# What the exercise asks
Compute how many lines in the entries below include the string "classifications". Only the number is wanted.

# Material shown
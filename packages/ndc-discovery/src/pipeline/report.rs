//! Pattern set statistics and extraction advice.

use indexmap::IndexMap;

use crate::pipeline::classify::classify_pattern;
use crate::types::pattern::{
    CandidatePattern, PatternCategory, PatternClassification, PatternReport, PatternStatistics,
    ValueTier,
};

/// Share of NOISE patterns above which extraction is flagged as noisy.
const NOISE_RATIO_LIMIT: f32 = 0.3;

/// Classify a pattern set and advise on how to improve it.
pub fn recommend(patterns: &[CandidatePattern]) -> PatternReport {
    let classifications: Vec<_> = patterns.iter().map(classify_pattern).collect();
    report_for(&classifications)
}

/// Build a report from classifications that were already computed.
pub fn report_for(classifications: &[PatternClassification]) -> PatternReport {
    let statistics = statistics_for(classifications);
    let recommendations = recommendations_for(&statistics);
    let efficiency_score =
        (statistics.high + statistics.moderate) as f32 / statistics.total.max(1) as f32 * 100.0;

    PatternReport {
        statistics,
        recommendations,
        efficiency_score,
    }
}

fn statistics_for(classifications: &[PatternClassification]) -> PatternStatistics {
    let mut statistics = PatternStatistics {
        total: classifications.len(),
        categories: IndexMap::new(),
        ..Default::default()
    };

    for classification in classifications {
        match classification.tier {
            ValueTier::High => statistics.high += 1,
            ValueTier::Moderate => statistics.moderate += 1,
            ValueTier::Low => statistics.low += 1,
            ValueTier::Noise => statistics.noise += 1,
        }
        *statistics
            .categories
            .entry(classification.category)
            .or_insert(0) += 1;
    }

    statistics
}

fn recommendations_for(statistics: &PatternStatistics) -> Vec<String> {
    let mut recommendations = Vec::new();

    if statistics.noise as f32 > statistics.total as f32 * NOISE_RATIO_LIMIT {
        recommendations.push(
            "High noise ratio - refine extraction to focus on producer-specific patterns"
                .to_string(),
        );
    }

    if statistics.high == 0 {
        recommendations.push(
            "No high-value patterns found - focus on relationship and combination patterns"
                .to_string(),
        );
    }

    if statistics.category_count(PatternCategory::Relationship) == 0 {
        recommendations.push(
            "Missing relationship patterns - look for PaxRefID and passenger dependencies"
                .to_string(),
        );
    }

    if statistics.category_count(PatternCategory::Combination) == 0 {
        recommendations.push(
            "Missing combination patterns - analyze passenger type mixes (ADT+CHD+INF)"
                .to_string(),
        );
    }

    recommendations
}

# Exercise answer
8